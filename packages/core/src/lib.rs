//! PageSpace Core Page Repository
//!
//! This crate stores the page tree of a content-managed site and the typed
//! content of each page.
//!
//! # Architecture
//!
//! - **Nested set**: pages carry `left`/`right`/`depth` coordinates, so
//!   subtree, parent and slug lookups are single queries without recursion
//! - **Schema-driven content**: a page type registers fields and
//!   (repeatable) groups; stored content is flat rows bound onto that schema
//! - **libsql**: embedded SQLite-compatible database
//! - **Events**: committed writes are broadcast as `PageEvent`s
//!
//! # Modules
//!
//! - [`models`] - Data structures (Page, Field, Group, Content, PageType)
//! - [`services`] - PageLoader, PageWriter, ContentLoader and collaborators
//! - [`db`] - Database layer with libsql integration and nested-set moves
//! - [`engine`] - One handle wiring everything together
//! - [`config`] / [`telemetry`] - Engine settings and logging setup

pub mod config;
pub mod db;
pub mod engine;
pub mod models;
pub mod services;
pub mod telemetry;

// Re-export commonly used types
pub use config::{ConfigError, EngineConfig};
pub use engine::{EngineCollaborators, EngineError, PageEngine};
pub use models::*;
pub use services::*;
//! Users and Groups
//!
//! The identity directory is external; this module only defines what the
//! page engine needs from it: resolving a group name to a descriptor, and
//! the acting user on whose behalf pages are loaded and written.

use serde::{Deserialize, Serialize};
use std::collections::{BTreeMap, BTreeSet};
use std::fmt::Debug;

/// A user group pages can be restricted to
#[derive(Debug, Clone, PartialEq, Eq, PartialOrd, Ord, Hash, Serialize, Deserialize)]
pub struct UserGroup {
    pub name: String,
    pub display_name: String,
}

impl UserGroup {
    pub fn new(name: &str, display_name: &str) -> Self {
        Self {
            name: name.to_string(),
            display_name: display_name.to_string(),
        }
    }

    pub fn name(&self) -> &str {
        &self.name
    }
}

/// Resolves group names to group descriptors
pub trait GroupDirectory: Debug + Send + Sync {
    fn get(&self, name: &str) -> Option<UserGroup>;
}

/// In-memory group directory
#[derive(Debug, Clone, Default)]
pub struct GroupCollection {
    groups: BTreeMap<String, UserGroup>,
}

impl GroupCollection {
    pub fn new() -> Self {
        Self::default()
    }

    pub fn add(&mut self, group: UserGroup) -> &mut Self {
        self.groups.insert(group.name.clone(), group);
        self
    }

    pub fn with(mut self, group: UserGroup) -> Self {
        self.add(group);
        self
    }

    pub fn len(&self) -> usize {
        self.groups.len()
    }

    pub fn is_empty(&self) -> bool {
        self.groups.is_empty()
    }
}

impl GroupDirectory for GroupCollection {
    fn get(&self, name: &str) -> Option<UserGroup> {
        self.groups.get(name).cloned()
    }
}

/// The user performing an operation
///
/// `id` is `None` for guests. `unlocked_pages` lists password-protected
/// pages the user has entered the password for during this session.
#[derive(Debug, Clone, Default, PartialEq, Eq, Serialize, Deserialize)]
pub struct Actor {
    pub id: Option<i64>,
    pub groups: BTreeSet<String>,
    pub unlocked_pages: BTreeSet<i64>,
}

impl Actor {
    pub fn guest() -> Self {
        Self::default()
    }

    pub fn user(id: i64) -> Self {
        Self {
            id: Some(id),
            ..Self::default()
        }
    }

    pub fn with_group(mut self, group: &str) -> Self {
        self.groups.insert(group.to_string());
        self
    }

    pub fn unlock(&mut self, page_id: i64) {
        self.unlocked_pages.insert(page_id);
    }

    pub fn is_logged_in(&self) -> bool {
        self.id.is_some()
    }

    pub fn is_in_group(&self, group: &str) -> bool {
        self.groups.contains(group)
    }

    pub fn has_unlocked(&self, page_id: i64) -> bool {
        self.unlocked_pages.contains(&page_id)
    }
}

[What you will do] Nothing beyond a number is expected: count the lines of the material that hold the string "UserGroup".

[Expected answer] 7